Something like a simple loop can tell a whole story where something like .map(...).filter(...) etc can be hard to reason about. Verbosity is not always evil.

  • Simple. Minimal nesting.
  • Indentation. Consistent formatting.
  • Good naming.
  • Docstring. Doctest. Rather than simply comments.
    • JSDoc also helps.
    • Unit-testing is a separate topic.

In addition to what everyone else has said -

  1. Smaller functions - Huge functions make things difficult to comprehend and build a mental model of.

  2. A function should do one thing and one thing only.

  3. Complex tasks should be achieved by composing together smaller functions.

  4. Smarty pants is bad - whether you are working alone or in a team. Not everyone has the same mental model for a piece of code. If you try to be excessively clever you will slow others down.

  5. Verbosity is a fine line. Don't get overly verbose with your code nor make it so short that people have to break down steps line by line.

  6. Add tools as your codebase grows. Don't start with every thing known to the ecosystem from the get go.

  7. Be cognizant that all advice (including this one) is subjective. You should evaluate your condition and strategize accordingly. Just because one big company does things one specific way, doesn't mean you should go apply it immediately to your project. I've seen plenty of startups frustrate themselves by imitating how one particular FAANG does its work.


Being consistent, I think.

Sure, we all have our tastes, but if you read new styles every file, you go crazy.


The aim: Code my gran could read.

The reality: Code my dog could eat.


// , How do you test for that, and by what metric would you measure whether a given piece of code is "readable"?


It does what it looks like it should do. There are not unexpected results from running it after I read it.


Please, please, PLEASE indent your code. I have people in my business that write code on as few lines as possible. "It's a waste of space", they say.

I say it's a waste of my time having to make it readable before I can work on it!
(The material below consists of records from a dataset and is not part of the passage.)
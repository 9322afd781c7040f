//! The six-step real-estate cash-flow chain, from vacancy down to levered cash flow.
//!
//! Each calculator depends on the row written by the one before it; call them
//! in the order listed or use [`Pipeline::standard`](super::Pipeline::standard).

use super::engine::run_step;
use super::step::{Operand, Step};
use crate::rows::*;
use crate::table::{DcfTable, TableError};

/// Vacancy = Gross Revenue × Vacancy Rate (rate table).
pub fn vacancy() -> Step {
    Step::new(VACANCY, Operand::row(GROSS_REVENUE)).times(Operand::rate(VACANCY_RATE))
}

/// Effective Gross Income = Gross Revenue − Vacancy.
pub fn effective_gross_income() -> Step {
    Step::new(EFFECTIVE_GROSS_INCOME, Operand::row(GROSS_REVENUE)).minus(Operand::row(VACANCY))
}

/// Total Expenses = sum of the five operating expense lines.
pub fn total_expenses() -> Step {
    let [first, rest @ ..] = OPERATING_EXPENSES;
    rest.iter()
        .fold(Step::new(TOTAL_EXPENSES, Operand::row(first)), |step, &row| {
            step.plus(Operand::row(row))
        })
}

/// Net Operating Income = Effective Gross Income − Total Expenses.
pub fn net_operating_income() -> Step {
    Step::new(NET_OPERATING_INCOME, Operand::row(EFFECTIVE_GROSS_INCOME))
        .minus(Operand::row(TOTAL_EXPENSES))
}

/// Cash Flow Before Financing = NOI − Tenant Improvements − Lease Commissions.
pub fn cash_flow_before_financing() -> Step {
    Step::new(CASH_FLOW_BEFORE_FINANCING, Operand::row(NET_OPERATING_INCOME))
        .minus(Operand::row(TENANT_IMPROVEMENTS))
        .minus(Operand::row(LEASE_COMMISSIONS))
}

/// Cash Flow After Financing = Cash Flow Before Financing − Debt Service.
pub fn cash_flow_after_financing() -> Step {
    Step::new(CASH_FLOW_AFTER_FINANCING, Operand::row(CASH_FLOW_BEFORE_FINANCING))
        .minus(Operand::row(DEBT_SERVICE))
}

pub fn steps() -> Vec<Step> {
    vec![
        vacancy(),
        effective_gross_income(),
        total_expenses(),
        net_operating_income(),
        cash_flow_before_financing(),
        cash_flow_after_financing(),
    ]
}

// --- Discrete calculators ---

pub fn calculate_vacancy(table: &mut DcfTable, rates: &DcfTable) -> Result<(), TableError> {
    run_step(&vacancy(), table, Some(rates))
}

pub fn calculate_effective_gross_income(table: &mut DcfTable) -> Result<(), TableError> {
    run_step(&effective_gross_income(), table, None)
}

pub fn calculate_total_expenses(table: &mut DcfTable) -> Result<(), TableError> {
    run_step(&total_expenses(), table, None)
}

pub fn calculate_net_operating_income(table: &mut DcfTable) -> Result<(), TableError> {
    run_step(&net_operating_income(), table, None)
}

pub fn calculate_cash_flow_before_financing(table: &mut DcfTable) -> Result<(), TableError> {
    run_step(&cash_flow_before_financing(), table, None)
}

pub fn calculate_cash_flow_after_financing(table: &mut DcfTable) -> Result<(), TableError> {
    run_step(&cash_flow_after_financing(), table, None)
}
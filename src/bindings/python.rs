// FFI Facade: exposes the property validator and the DCF table to Python
// as the `_core` extension module.

use crate::display;
use crate::error::ErrorKind;
use crate::pipeline::{self, Pipeline};
use crate::property::{Address, Property, PropertyError};
use crate::table::{DcfTable, TableError, YearRecord};
use pyo3::exceptions::{PyKeyError, PyTypeError, PyValueError};
use pyo3::prelude::*;
use pyo3::types::{PyBool, PyDict, PyFloat, PyInt, PyList, PyString, PyTuple};
use serde_json::Value;

fn kind_to_py_err(kind: ErrorKind, msg: String) -> PyErr {
    match kind {
        ErrorKind::Type => PyTypeError::new_err(msg),
        ErrorKind::Value => PyValueError::new_err(msg),
        ErrorKind::Missing => PyKeyError::new_err(msg),
    }
}

impl From<PropertyError> for PyErr {
    fn from(e: PropertyError) -> Self {
        kind_to_py_err(e.kind(), e.to_string())
    }
}

impl From<TableError> for PyErr {
    fn from(e: TableError) -> Self {
        kind_to_py_err(e.kind(), e.to_string())
    }
}

/// Converts plain Python data into the loosely-typed form the validators accept.
///
/// Integers outside the `i64` range become floats, so an address number such as
/// `10**20` is rejected as not being an integer.
fn py_to_json(obj: &Bound<'_, PyAny>) -> PyResult<Value> {
    if obj.is_none() {
        return Ok(Value::Null);
    }
    // bool is a subclass of int; check it first.
    if obj.is_instance_of::<PyBool>() {
        return Ok(Value::Bool(obj.extract::<bool>()?));
    }
    if obj.is_instance_of::<PyInt>() {
        return match obj.extract::<i64>() {
            Ok(n) => Ok(Value::from(n)),
            Err(_) => Ok(float_to_json(obj.extract::<f64>()?)),
        };
    }
    if obj.is_instance_of::<PyFloat>() {
        return Ok(float_to_json(obj.extract::<f64>()?));
    }
    if obj.is_instance_of::<PyString>() {
        return Ok(Value::String(obj.extract::<String>()?));
    }
    if obj.is_instance_of::<PyDict>() {
        let dict = obj.extract::<Bound<'_, PyDict>>()?;
        let mut map = serde_json::Map::new();
        for (k, v) in dict.iter() {
            map.insert(k.str()?.to_string(), py_to_json(&v)?);
        }
        return Ok(Value::Object(map));
    }
    if obj.is_instance_of::<PyTuple>() || obj.is_instance_of::<PyList>() {
        let mut items = Vec::new();
        for item in obj.try_iter()? {
            items.push(py_to_json(&item?)?);
        }
        return Ok(Value::Array(items));
    }
    Err(PyTypeError::new_err(format!(
        "unsupported value of type '{}'",
        obj.get_type().name()?
    )))
}

// NaN and infinities have no JSON number form; their text form parses back to the same float.
fn float_to_json(f: f64) -> Value {
    serde_json::Number::from_f64(f)
        .map(Value::Number)
        .unwrap_or_else(|| Value::String(f.to_string()))
}

#[pyclass(name = "Property", frozen)]
#[derive(Debug, Clone)]
pub struct PyProperty {
    inner: Property,
}

#[pymethods]
impl PyProperty {
    #[new]
    #[pyo3(signature = (name=None, address=None, location=None))]
    pub fn new(
        name: Option<&Bound<'_, PyAny>>,
        address: Option<&Bound<'_, PyAny>>,
        location: Option<&Bound<'_, PyAny>>,
    ) -> PyResult<Self> {
        let name = name.map(py_to_json).transpose()?;
        let address = address.map(py_to_json).transpose()?;
        let location = location.map(py_to_json).transpose()?;
        let inner = Property::from_parts(name.as_ref(), address.as_ref(), location.as_ref())?;
        Ok(Self { inner })
    }

    #[getter]
    pub fn name(&self) -> Option<String> {
        self.inner.name().map(str::to_string)
    }

    #[getter]
    pub fn location(&self) -> Option<(f64, f64)> {
        self.inner.location().map(|l| l.as_tuple())
    }

    #[getter]
    pub fn address<'py>(&self, py: Python<'py>) -> PyResult<Option<Bound<'py, PyAny>>> {
        match self.inner.address() {
            None => Ok(None),
            Some(Address::Text(s)) => Ok(Some(PyString::new(py, s).into_any())),
            Some(Address::Structured(a)) => {
                let dict = PyDict::new(py);
                let record = serde_json::to_value(a).map_err(|e| PyValueError::new_err(e.to_string()))?;
                if let Value::Object(map) = record {
                    for (k, v) in map {
                        match v {
                            Value::Number(n) => dict.set_item(k, n.as_i64())?,
                            Value::String(s) => dict.set_item(k, s)?,
                            _ => {}
                        }
                    }
                }
                Ok(Some(dict.into_any()))
            }
        }
    }

    pub fn to_json(&self) -> PyResult<String> {
        serde_json::to_string(&self.inner).map_err(|e| PyValueError::new_err(e.to_string()))
    }

    pub fn __repr__(&self) -> String {
        format!("Property(name={:?}, location={:?})", self.inner.name(), self.location())
    }
}

#[pyclass(name = "DcfTable")]
#[derive(Debug, Clone)]
pub struct PyDcfTable {
    inner: DcfTable,
}

#[pymethods]
impl PyDcfTable {
    #[new]
    pub fn new(row_names: Vec<String>, initial_year: i32, num_years: usize) -> PyResult<Self> {
        Ok(Self { inner: DcfTable::new(row_names, initial_year, num_years)? })
    }

    #[staticmethod]
    pub fn from_json(data: &str) -> PyResult<Self> {
        let inner = serde_json::from_str(data).map_err(|e| PyValueError::new_err(e.to_string()))?;
        Ok(Self { inner })
    }

    pub fn to_json(&self) -> PyResult<String> {
        serde_json::to_string(&self.inner).map_err(|e| PyValueError::new_err(e.to_string()))
    }

    #[getter]
    pub fn columns(&self) -> Vec<String> {
        self.inner.column_labels()
    }

    #[getter]
    pub fn index(&self) -> Vec<String> {
        self.inner.row_labels().map(str::to_string).collect()
    }

    pub fn insert_row(&mut self, row_name: String, data: Vec<f64>) -> PyResult<()> {
        Ok(self.inner.insert_row(row_name, data)?)
    }

    /// `data` is a dict with a `"year"` key plus one numeric entry per row.
    pub fn insert_by_year(&mut self, data: &Bound<'_, PyDict>) -> PyResult<()> {
        let record = year_record(data)?;
        Ok(self.inner.insert_record(&record)?)
    }

    pub fn insert_batch(&mut self, data_list: Vec<Bound<'_, PyDict>>) -> PyResult<()> {
        let records = data_list.iter().map(year_record).collect::<PyResult<Vec<_>>>()?;
        Ok(self.inner.insert_batch(&records)?)
    }

    pub fn replicate_first_column(&self) -> Self {
        Self { inner: self.inner.replicate_first_column() }
    }

    pub fn get(&self, row_name: &str, year: i32) -> Option<f64> {
        self.inner.get(row_name, year)
    }

    pub fn row(&self, row_name: &str) -> Option<Vec<Option<f64>>> {
        self.inner.row(row_name).map(<[Option<f64>]>::to_vec)
    }

    pub fn values(&self, row_name: &str) -> PyResult<Vec<f64>> {
        Ok(self.inner.values(row_name)?)
    }

    pub fn __str__(&self) -> String {
        display::render(&self.inner)
    }
}

fn year_record(data: &Bound<'_, PyDict>) -> PyResult<YearRecord> {
    let value = py_to_json(data.as_any())?;
    serde_json::from_value(value).map_err(|e| PyValueError::new_err(e.to_string()))
}

#[pyfunction]
fn calculate_vacancy(mut dcf: PyRefMut<'_, PyDcfTable>, rates: PyRef<'_, PyDcfTable>) -> PyResult<()> {
    Ok(pipeline::calculate_vacancy(&mut dcf.inner, &rates.inner)?)
}

#[pyfunction]
fn calculate_effective_gross_income(mut dcf: PyRefMut<'_, PyDcfTable>) -> PyResult<()> {
    Ok(pipeline::calculate_effective_gross_income(&mut dcf.inner)?)
}

#[pyfunction]
fn calculate_total_expenses(mut dcf: PyRefMut<'_, PyDcfTable>) -> PyResult<()> {
    Ok(pipeline::calculate_total_expenses(&mut dcf.inner)?)
}

#[pyfunction]
fn calculate_net_operating_income(mut dcf: PyRefMut<'_, PyDcfTable>) -> PyResult<()> {
    Ok(pipeline::calculate_net_operating_income(&mut dcf.inner)?)
}

#[pyfunction]
fn calculate_cash_flow_before_financing(mut dcf: PyRefMut<'_, PyDcfTable>) -> PyResult<()> {
    Ok(pipeline::calculate_cash_flow_before_financing(&mut dcf.inner)?)
}

#[pyfunction]
fn calculate_cash_flow_after_financing(mut dcf: PyRefMut<'_, PyDcfTable>) -> PyResult<()> {
    Ok(pipeline::calculate_cash_flow_after_financing(&mut dcf.inner)?)
}

#[pyfunction]
#[pyo3(signature = (dcf, rates=None))]
fn run_pipeline(mut dcf: PyRefMut<'_, PyDcfTable>, rates: Option<PyRef<'_, PyDcfTable>>) -> PyResult<()> {
    let rates = rates.as_ref().map(|r| &r.inner);
    Ok(Pipeline::standard().run(&mut dcf.inner, rates)?)
}

#[pyfunction]
#[pyo3(signature = (dcf, row_name, rates=None))]
fn trace_row(dcf: PyRef<'_, PyDcfTable>, row_name: &str, rates: Option<PyRef<'_, PyDcfTable>>) -> String {
    let rates = rates.as_ref().map(|r| &r.inner);
    display::format_trace(&Pipeline::standard(), &dcf.inner, rates, row_name)
}

/// This function defines the `refin_core._core` Python module.
/// The name `_core` is chosen to indicate it's an internal, compiled component.
#[pymodule]
fn _core(_py: Python, m: &Bound<'_, PyModule>) -> PyResult<()> {
    m.add_class::<PyProperty>()?;
    m.add_class::<PyDcfTable>()?;
    m.add_function(wrap_pyfunction!(calculate_vacancy, m)?)?;
    m.add_function(wrap_pyfunction!(calculate_effective_gross_income, m)?)?;
    m.add_function(wrap_pyfunction!(calculate_total_expenses, m)?)?;
    m.add_function(wrap_pyfunction!(calculate_net_operating_income, m)?)?;
    m.add_function(wrap_pyfunction!(calculate_cash_flow_before_financing, m)?)?;
    m.add_function(wrap_pyfunction!(calculate_cash_flow_after_financing, m)?)?;
    m.add_function(wrap_pyfunction!(run_pipeline, m)?)?;
    m.add_function(wrap_pyfunction!(trace_row, m)?)?;
    Ok(())
}
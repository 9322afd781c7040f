use crate::table::DcfTable;
use std::fmt::{self, Write};

const LABEL_HEADER: &str = "Line Item";
const UNSET: &str = "-";

/// Renders the table as aligned text: one line per row, one column per year.
pub fn render(table: &DcfTable) -> String {
    let years = table.column_labels();
    let rows: Vec<(&str, Vec<String>)> = table
        .row_labels()
        .map(|label| {
            let cells = table
                .row(label)
                .unwrap_or(&[])
                .iter()
                .map(|c| c.map_or_else(|| UNSET.to_string(), |v| format!("{:.2}", v)))
                .collect();
            (label, cells)
        })
        .collect();

    let label_width = rows
        .iter()
        .map(|(l, _)| l.chars().count())
        .chain(std::iter::once(LABEL_HEADER.len()))
        .max()
        .unwrap_or(0);
    let col_widths: Vec<usize> = years
        .iter()
        .enumerate()
        .map(|(i, y)| rows.iter().map(|(_, c)| c[i].len()).chain(std::iter::once(y.len())).max().unwrap_or(0))
        .collect();

    let mut out = String::new();
    let _ = write!(out, "{:<w$}", LABEL_HEADER, w = label_width);
    for (y, w) in years.iter().zip(&col_widths) {
        let _ = write!(out, "  {:>w$}", y, w = *w);
    }
    let _ = writeln!(out);

    for (label, cells) in &rows {
        let _ = write!(out, "{:<w$}", label, w = label_width);
        for (c, w) in cells.iter().zip(&col_widths) {
            let _ = write!(out, "  {:>w$}", c, w = *w);
        }
        let _ = writeln!(out);
    }
    out
}

impl fmt::Display for DcfTable {
    fn fmt(&self, f: &mut fmt::Formatter<'_>) -> fmt::Result {
        f.write_str(&render(self))
    }
}

#[cfg(test)]
mod tests {
    use super::*;

    #[test]
    fn test_render_alignment_and_unset_cells() {
        let mut t = DcfTable::new(["Gross Revenue", "Vacancy"], 2024, 2).unwrap();
        t.insert_row("Gross Revenue", [100.0, 1100.5]).unwrap();
        let text = t.to_string();
        let lines: Vec<&str> = text.lines().collect();
        assert_eq!(lines[0], "Line Item        2024     2025");
        assert_eq!(lines[1], "Gross Revenue  100.00  1100.50");
        assert_eq!(lines[2], "Vacancy             -        -");
    }

    #[test]
    fn test_render_without_years() {
        let t = DcfTable::new(["A"], 2024, 0).unwrap();
        assert_eq!(render(&t), format!("Line Item\n{:<9}\n", "A"));
    }
}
And separating chunks with a blank line is nice too. I've seen source files in the thousands of lines without one single blank line. ugh


In short: Care about your work. Try to make your code readable. If you just attempt this as you work you are bound to take more steps towards that direction than if you don't.

Other than that, the answer is: apply standard programming principles.

The rest of the answer would be extremely long as entire books have been written on this topic. However, I would mostly suggest the following.

KISS + principle of least astonishment (things should work as you except) + good naming

  • Code should be as simple as possible. Not smart, no clever tricks. Think of your poor future self or colleague that will have to decipher your code tomorrow.
  • If you have good naming, and you trust your code works, you immediately (mostly) understand what a function does just by reading its name.

Single responsibility principle

Code should do one thing. When in doubt, lean towards extracting or refactoring additional concerns into separate functions with a descriptive name.

There are multiple benefits for this. The basic one is that it keeps functions short and readable.

And much more...


Care about your work. Exactly! I've worked with different kind of developers, and I've seen that, readable code is coming from developers that like their job, otherwise... "I don't care, my code works".


I think the biggest factors are:

  • consistency in formatting (indentation, bracketing, etc.) and naming
  • refactoring and cleaning up comments once something works the way you want

As far as creating readable code, I think the biggest lesson I've learned was to NOT reinvent the wheel. There's no need to work out a new method of achieving a common goal because the standard is already out there and easily understood by others.